Disebutkan bahwa data UNESCO dari 1000 warga Indonesia, hanya satu orang saja yang memiliki minat baca. Hal ini menunjukkan rendahnya budaya literasi di Indonesia. Termasuk di Sumsel.
Berdasarkan data dari Association For the Educational Achievement(1992), Jepang dan Finlandia termasuk negara dengan tingkat membaca tertinggi di dunia. Sedangkan Indonesia masuk pada peringkat dua terbawah dari dari 30 negara. Survei dari Program for International Students Assessment(PISA) tahun 1997, Indonesia menempati peringkat 40 dari 41 negara. Pada tahun 2000 Indonesia menempati peringkat 64 dari 65 negara yang di survei. Data statistik UNESCO tahun 2012 menyebutkan indeks minat baca di Indonesia baru mencapai 0,001. Artinya, setiap 1.000 penduduk, hanya satu orang saja yang memiliki minat baca.Â
Untuk itu peran pemerintah provinsi perlu memberikan perhatian lebih agar budaya literasi dapat tumbuh dan berkembang.
Beberapa hari lalu terdapat status di Facebook dari seorang akademisi UIN Raden Fatah yang mengutip pendapat Anis Baswedan,"Orang kita sekarang minat baca tinggi, daya baca rendah. Baca WA berjam-jam sanggup, tapi disuruh baca buku serius tidak sanggup". Begitu anak zaman sekarang baca status atau WA sangat tahan dan terkadang senyum sendiri.
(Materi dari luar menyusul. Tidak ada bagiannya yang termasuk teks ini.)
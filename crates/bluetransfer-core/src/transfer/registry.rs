//! Transfer registry: the single source of truth for every transfer.
//!
//! Each [`TransferEntry`] keeps its mutable fields behind one mutex. Status
//! changes are published on a `watch` channel while that mutex is held, so a
//! task waiting for a status can never miss a transition. When a file handle
//! is involved the lock order is always state, then file.

use std::collections::HashMap;
use std::net::SocketAddr;
use std::path::PathBuf;
use std::sync::Arc;
use std::time::Instant;

use chrono::{DateTime, Utc};
use tokio::fs::File;
use tokio::io::{AsyncReadExt, AsyncWriteExt};
use tokio::net::tcp::OwnedWriteHalf;
use tokio::sync::{watch, Mutex, RwLock};

use super::{TransferDirection, TransferSnapshot, TransferStatus};
use crate::error::{Error, Result};
use crate::protocol::{self, MessageType, RequestPayload, TransferId};

/// Write side of the single TCP connection a transfer lives on.
///
/// Frames are written whole under the lock, so control messages from the
/// facade never interleave with DATA from the sender loop.
#[derive(Debug)]
pub struct ConnectionWriter {
    peer: SocketAddr,
    half: Mutex<Option<OwnedWriteHalf>>,
}

impl ConnectionWriter {
    /// Wrap the write half of a connected stream.
    #[must_use]
    pub fn new(half: OwnedWriteHalf, peer: SocketAddr) -> Self {
        Self {
            peer,
            half: Mutex::new(Some(half)),
        }
    }

    /// Remote address of the connection.
    #[must_use]
    pub const fn peer(&self) -> SocketAddr {
        self.peer
    }

    /// Send one frame.
    ///
    /// # Errors
    ///
    /// Returns [`Error::ConnectionLost`] once the connection was closed, or
    /// the underlying write error.
    pub async fn send(
        &self,
        message_type: MessageType,
        transfer_id: TransferId,
        payload: &[u8],
    ) -> Result<()> {
        let mut guard = self.half.lock().await;
        let half = guard.as_mut().ok_or(Error::ConnectionLost(self.peer))?;
        protocol::write_frame(half, message_type, transfer_id, payload).await
    }

    /// Shut down the write side. Later sends fail; repeated calls are no-ops.
    pub async fn close(&self) {
        if let Some(mut half) = self.half.lock().await.take() {
            if let Err(e) = half.shutdown().await {
                tracing::debug!("Shutdown of connection to {} failed: {}", self.peer, e);
            }
        }
    }

    /// Whether [`close`](Self::close) has run.
    pub async fn is_closed(&self) -> bool {
        self.half.lock().await.is_none()
    }
}

#[derive(Debug)]
struct TransferState {
    status: TransferStatus,
    bytes_transferred: u64,
    speed_bps: u64,
    path: Option<PathBuf>,
    watched: bool,
    last_sampled_bytes: u64,
    last_sampled_at: Instant,
}

/// One file exchange and everything needed to drive it.
#[derive(Debug)]
pub struct TransferEntry {
    id: TransferId,
    peer: SocketAddr,
    file_name: String,
    file_size: u64,
    hash: String,
    direction: TransferDirection,
    requested_at: DateTime<Utc>,
    state: Mutex<TransferState>,
    status_tx: watch::Sender<TransferStatus>,
    file: Mutex<Option<File>>,
    connection: Arc<ConnectionWriter>,
}

impl TransferEntry {
    /// Create a transfer in the `Requested` status.
    ///
    /// `path` is the source file for outbound transfers and `None` for
    /// inbound ones until they are accepted.
    #[must_use]
    pub fn new(
        id: TransferId,
        request: RequestPayload,
        direction: TransferDirection,
        path: Option<PathBuf>,
        connection: Arc<ConnectionWriter>,
    ) -> Self {
        let (status_tx, _) = watch::channel(TransferStatus::Requested);
        Self {
            id,
            peer: connection.peer(),
            file_name: request.file_name,
            file_size: request.file_size,
            hash: request.hash,
            direction,
            requested_at: Utc::now(),
            state: Mutex::new(TransferState {
                status: TransferStatus::Requested,
                bytes_transferred: 0,
                speed_bps: 0,
                path,
                watched: true,
                last_sampled_bytes: 0,
                last_sampled_at: Instant::now(),
            }),
            status_tx,
            file: Mutex::new(None),
            connection,
        }
    }

    /// Transfer ID.
    #[must_use]
    pub const fn id(&self) -> TransferId {
        self.id
    }

    /// Remote peer.
    #[must_use]
    pub const fn peer(&self) -> SocketAddr {
        self.peer
    }

    /// Bare file name.
    #[must_use]
    pub fn file_name(&self) -> &str {
        &self.file_name
    }

    /// Declared size in bytes.
    #[must_use]
    pub const fn file_size(&self) -> u64 {
        self.file_size
    }

    /// Who offered the file.
    #[must_use]
    pub const fn direction(&self) -> TransferDirection {
        self.direction
    }

    /// The connection this transfer lives on.
    #[must_use]
    pub fn connection(&self) -> &Arc<ConnectionWriter> {
        &self.connection
    }

    /// Current status.
    #[must_use]
    pub fn status(&self) -> TransferStatus {
        *self.status_tx.borrow()
    }

    /// Subscribe to status changes.
    #[must_use]
    pub fn subscribe(&self) -> watch::Receiver<TransferStatus> {
        self.status_tx.subscribe()
    }

    /// Bytes sent or received so far.
    pub async fn bytes_transferred(&self) -> u64 {
        self.state.lock().await.bytes_transferred
    }

    /// Record `len` more bytes and return the new total.
    ///
    /// # Errors
    ///
    /// Returns [`Error::ProtocolError`] if the total would exceed the
    /// declared file size; the counter is left untouched.
    pub async fn add_bytes(&self, len: u64) -> Result<u64> {
        let mut state = self.state.lock().await;
        let total = state.bytes_transferred.saturating_add(len);
        if total > self.file_size {
            return Err(Error::ProtocolError(format!(
                "{total} bytes exceed the declared size of {} bytes",
                self.file_size
            )));
        }
        state.bytes_transferred = total;
        Ok(total)
    }

    /// Apply a received control message to the status.
    ///
    /// Returns the new status, or `None` if the message does not change it.
    /// Terminal transitions go through [`terminate`](Self::terminate).
    pub async fn apply_message(&self, message: MessageType) -> Option<TransferStatus> {
        let mut state = self.state.lock().await;
        let next = state.status.on_message(message)?;
        if next.is_terminal() {
            return None;
        }
        state.status = next;
        self.status_tx.send_replace(next);
        Some(next)
    }

    /// Move to the status chosen by `next` for the current one.
    ///
    /// Returns the new status, or the unchanged current status as the error
    /// when `next` declines the transition. Terminal statuses are final.
    pub async fn transition(
        &self,
        next: impl FnOnce(TransferStatus) -> Option<TransferStatus>,
    ) -> std::result::Result<TransferStatus, TransferStatus> {
        let mut state = self.state.lock().await;
        let current = state.status;
        if current.is_terminal() {
            return Err(current);
        }
        let Some(next) = next(current) else {
            return Err(current);
        };
        state.status = next;
        self.status_tx.send_replace(next);
        Ok(next)
    }

    /// Enter a terminal status, closing the file handle first.
    ///
    /// Returns `false` if the transfer was already terminal.
    pub async fn terminate(&self, status: TransferStatus) -> bool {
        debug_assert!(status.is_terminal());
        let mut state = self.state.lock().await;
        if state.status.is_terminal() {
            return false;
        }

        if let Err(e) = self.close_file().await {
            tracing::warn!("Failed to close file for transfer {}: {}", self.id, e);
        }

        state.status = status;
        self.status_tx.send_replace(status);
        tracing::debug!("Transfer {} is now {}", self.id, status);
        true
    }

    /// Hand the open file handle to the transfer.
    ///
    /// The handle is dropped again if the transfer already ended.
    ///
    /// # Errors
    ///
    /// Returns [`Error::TransferCancelled`] for terminal transfers and
    /// [`Error::Internal`] if a handle was already attached.
    pub async fn attach_file(&self, file: File, path: PathBuf) -> Result<()> {
        let mut state = self.state.lock().await;
        if state.status.is_terminal() {
            return Err(Error::TransferCancelled);
        }
        let mut slot = self.file.lock().await;
        if slot.is_some() {
            return Err(Error::Internal(format!(
                "file for transfer {} opened twice",
                self.id
            )));
        }
        *slot = Some(file);
        state.path = Some(path);
        Ok(())
    }

    /// Append bytes to the destination file.
    ///
    /// Returns `false` if the handle is already closed.
    pub async fn write_chunk(&self, data: &[u8]) -> Result<bool> {
        let mut slot = self.file.lock().await;
        match slot.as_mut() {
            Some(file) => {
                file.write_all(data).await?;
                Ok(true)
            }
            None => Ok(false),
        }
    }

    /// Read the next bytes of the source file into `buf`.
    ///
    /// Returns `None` if the handle is already closed.
    pub async fn read_chunk(&self, buf: &mut [u8]) -> Result<Option<usize>> {
        let mut slot = self.file.lock().await;
        match slot.as_mut() {
            Some(file) => Ok(Some(file.read(buf).await?)),
            None => Ok(None),
        }
    }

    async fn close_file(&self) -> Result<()> {
        let Some(mut file) = self.file.lock().await.take() else {
            return Ok(());
        };
        if self.direction == TransferDirection::Inbound {
            file.flush().await?;
            file.sync_all().await?;
        }
        Ok(())
    }

    /// Copy the current state.
    pub async fn snapshot(&self) -> TransferSnapshot {
        let state = self.state.lock().await;
        self.snapshot_locked(&state)
    }

    fn snapshot_locked(&self, state: &TransferState) -> TransferSnapshot {
        TransferSnapshot {
            id: self.id,
            peer: self.peer,
            file_name: self.file_name.clone(),
            file_size: self.file_size,
            hash: self.hash.clone(),
            direction: self.direction,
            status: state.status,
            bytes_transferred: state.bytes_transferred,
            speed_bps: state.speed_bps,
            path: state.path.clone(),
            requested_at: self.requested_at,
        }
    }

    /// Take a telemetry sample.
    ///
    /// Computes throughput from the byte delta since the previous sample.
    /// Terminal transfers are reported once with zero throughput and then
    /// stop being watched. Returns `None` for unwatched transfers.
    pub async fn sample(&self, now: Instant) -> Option<TransferSnapshot> {
        let mut state = self.state.lock().await;
        if !state.watched {
            return None;
        }

        if state.status.is_terminal() {
            state.speed_bps = 0;
            state.watched = false;
        } else {
            let elapsed = now.saturating_duration_since(state.last_sampled_at);
            let delta = state.bytes_transferred - state.last_sampled_bytes;
            if !elapsed.is_zero() {
                #[allow(clippy::cast_possible_truncation, clippy::cast_sign_loss)]
                let speed = (delta as f64 / elapsed.as_secs_f64()) as u64;
                state.speed_bps = speed;
            }
        }
        state.last_sampled_bytes = state.bytes_transferred;
        state.last_sampled_at = now;

        Some(self.snapshot_locked(&state))
    }
}

/// All transfers known to one engine.
#[derive(Debug, Default)]
pub struct TransferRegistry {
    entries: RwLock<HashMap<TransferId, Arc<TransferEntry>>>,
}

impl TransferRegistry {
    /// Create an empty registry.
    #[must_use]
    pub fn new() -> Self {
        Self::default()
    }

    /// Register a transfer.
    ///
    /// # Errors
    ///
    /// Returns [`Error::ProtocolError`] if the ID is already taken.
    pub async fn insert(&self, entry: Arc<TransferEntry>) -> Result<()> {
        let mut entries = self.entries.write().await;
        if entries.contains_key(&entry.id()) {
            return Err(Error::ProtocolError(format!(
                "duplicate transfer id {}",
                entry.id()
            )));
        }
        entries.insert(entry.id(), entry);
        Ok(())
    }

    /// Look up a transfer.
    ///
    /// # Errors
    ///
    /// Returns [`Error::TransferNotFound`] for unknown IDs.
    pub async fn get(&self, id: TransferId) -> Result<Arc<TransferEntry>> {
        self.entries
            .read()
            .await
            .get(&id)
            .cloned()
            .ok_or(Error::TransferNotFound(id))
    }

    /// Drop a transfer from the registry.
    pub async fn remove(&self, id: TransferId) -> Option<Arc<TransferEntry>> {
        self.entries.write().await.remove(&id)
    }

    /// Snapshot every registered transfer.
    pub async fn snapshots(&self) -> HashMap<TransferId, TransferSnapshot> {
        let entries: Vec<_> = self.entries.read().await.values().cloned().collect();
        let mut out = HashMap::with_capacity(entries.len());
        for entry in entries {
            out.insert(entry.id(), entry.snapshot().await);
        }
        out
    }

    /// Sample every watched transfer, see [`TransferEntry::sample`].
    pub async fn sample_watched(&self, now: Instant) -> HashMap<TransferId, TransferSnapshot> {
        let entries: Vec<_> = self.entries.read().await.values().cloned().collect();
        let mut out = HashMap::new();
        for entry in entries {
            if let Some(snapshot) = entry.sample(now).await {
                out.insert(entry.id(), snapshot);
            }
        }
        out
    }
}
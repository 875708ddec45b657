//! Callback interface towards the presentation layer.
//!
//! The engine never blocks on the presentation layer: every callback is
//! invoked from a background task and must return promptly. Implementations
//! that need to do real work should hand the event off, which is what
//! [`ChannelPresenter`] does.

use std::collections::HashMap;

use tokio::sync::mpsc;

use crate::error::Error;
use crate::protocol::TransferId;
use crate::transfer::TransferSnapshot;

/// Receives engine events.
pub trait Presenter: Send + Sync + 'static {
    /// A peer offered a file. Answer with
    /// [`Engine::accept_transfer`](crate::Engine::accept_transfer) or
    /// [`Engine::reject_transfer`](crate::Engine::reject_transfer).
    fn present_incoming_transfer_request(&self, transfer: TransferSnapshot);

    /// The peer declined one of our offers.
    fn present_rejected_transfer(&self, transfer: TransferSnapshot);

    /// Periodic snapshot of every watched transfer.
    fn sync_transfers_to_ui(&self, transfers: HashMap<TransferId, TransferSnapshot>);

    /// A background task hit an error.
    fn exception_happened(&self, error: Error);
}

/// Event forwarded by [`ChannelPresenter`].
#[derive(Debug)]
pub enum PresenterEvent {
    /// See [`Presenter::present_incoming_transfer_request`]
    IncomingRequest(TransferSnapshot),
    /// See [`Presenter::present_rejected_transfer`]
    Rejected(TransferSnapshot),
    /// See [`Presenter::sync_transfers_to_ui`]
    Sync(HashMap<TransferId, TransferSnapshot>),
    /// See [`Presenter::exception_happened`]
    Exception(Error),
}

/// Forwards every callback into an unbounded channel.
#[derive(Debug, Clone)]
pub struct ChannelPresenter {
    tx: mpsc::UnboundedSender<PresenterEvent>,
}

impl ChannelPresenter {
    /// Create a presenter and the receiving end of its channel.
    #[must_use]
    pub fn new() -> (Self, mpsc::UnboundedReceiver<PresenterEvent>) {
        let (tx, rx) = mpsc::unbounded_channel();
        (Self { tx }, rx)
    }

    fn forward(&self, event: PresenterEvent) {
        if self.tx.send(event).is_err() {
            tracing::trace!("Presenter channel closed, dropping event");
        }
    }
}

impl Presenter for ChannelPresenter {
    fn present_incoming_transfer_request(&self, transfer: TransferSnapshot) {
        self.forward(PresenterEvent::IncomingRequest(transfer));
    }

    fn present_rejected_transfer(&self, transfer: TransferSnapshot) {
        self.forward(PresenterEvent::Rejected(transfer));
    }

    fn sync_transfers_to_ui(&self, transfers: HashMap<TransferId, TransferSnapshot>) {
        self.forward(PresenterEvent::Sync(transfers));
    }

    fn exception_happened(&self, error: Error) {
        self.forward(PresenterEvent::Exception(error));
    }
}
Kegelisahan tersebut bukan hal baru tetapi sudah sejak sepuluh tahun terakhir belum menemukan solusi untuk kebangkitan literasi di Indonesia. Kalau di Jawa mulai dari PAUD, SD dan seterusnya sudah dimulai tetapi masih berlangsung parsial.
Gerakan yang dilakukan oleh pemerintah provinsi sudah ada tetapi apakah yang dilakukan sudah tepat. Menjadi budaya terbaik sehingga benar-benar bisa dirasakan di level perdesaan.
Misalnya, dijelaskan oleh Noverman Subhi bahwa MI Al-Istiqomah menjadi sekolah pertama yang menerapkan konsep pengembangan sekolah literasi yang ada di Sumatera Selatan. Program yang diinisiasi oleh Makmal Pendidikan Dompet Dhuafa ini fokus pada pengembangan sistem pembelajaran dan budaya sekolah literasi. Sementara itu, SMA Plus Negeri 17 Palembang di tunjuk oleh Kemendikbud sebagai sekolah rujukan literasi di Kota Palembang.
Penunjukkan ini dikarenakan SMA Negeri 17 Palembang memiliki program Bugemm. Program Bugemm merupakan upaya membina dan memotivasi peserta didik untuk dapat menulis ilmiah. Gerakan budaya literasi di SMA Negeri 17 Palembang mulai dilakukan sejak tahun 2000 dan kegiatan ini yang berkaitan erat dengan budaya membaca dan menulis telah dijadikan salah satu kegiatan ekstrakurikuler unggulan.
Dalam satu semester, peserta didik diwajibkan membuat karya tulis  dengan cara mengajukan judul tulisan mulai dari bidang sosial, ilmu alam, eksperimen, penelitian sosial dan lainnya dengan sejumlah referensi, lalu dikerjakan secara bertahap. Di akhir semester, hasil karya tulis ilmiah peserta didik dipresentasikan kepada penguji yang ditunjuk oleh pihak sekolah.
Sementara itu, Dinas Pendidikan, Pemuda dan Olahraga Palembang menunjuk SMA Negeri 5 Palembang sebagai sebagai Pilot Project Gerakan Literasi Sekolah di Palembang.
Selain di MI Al-Istiqomah dan di SMA Negeri 17 Palembang, SMA Negeri 5 Palembang, ada enam sekolah di Bumi Serasan Sekundang yang melakukan gerakan literasi. Yakni SMA Negeri 1 Unggulan Muara Enim, SMA Negeri 2 Muara Enim, SMA Negeri 1 Gelumbang, SMA Negeri 1 Gunung Megang, SMA Ngeri 1 Lawang Kidul, dan SMA Bukit Asam.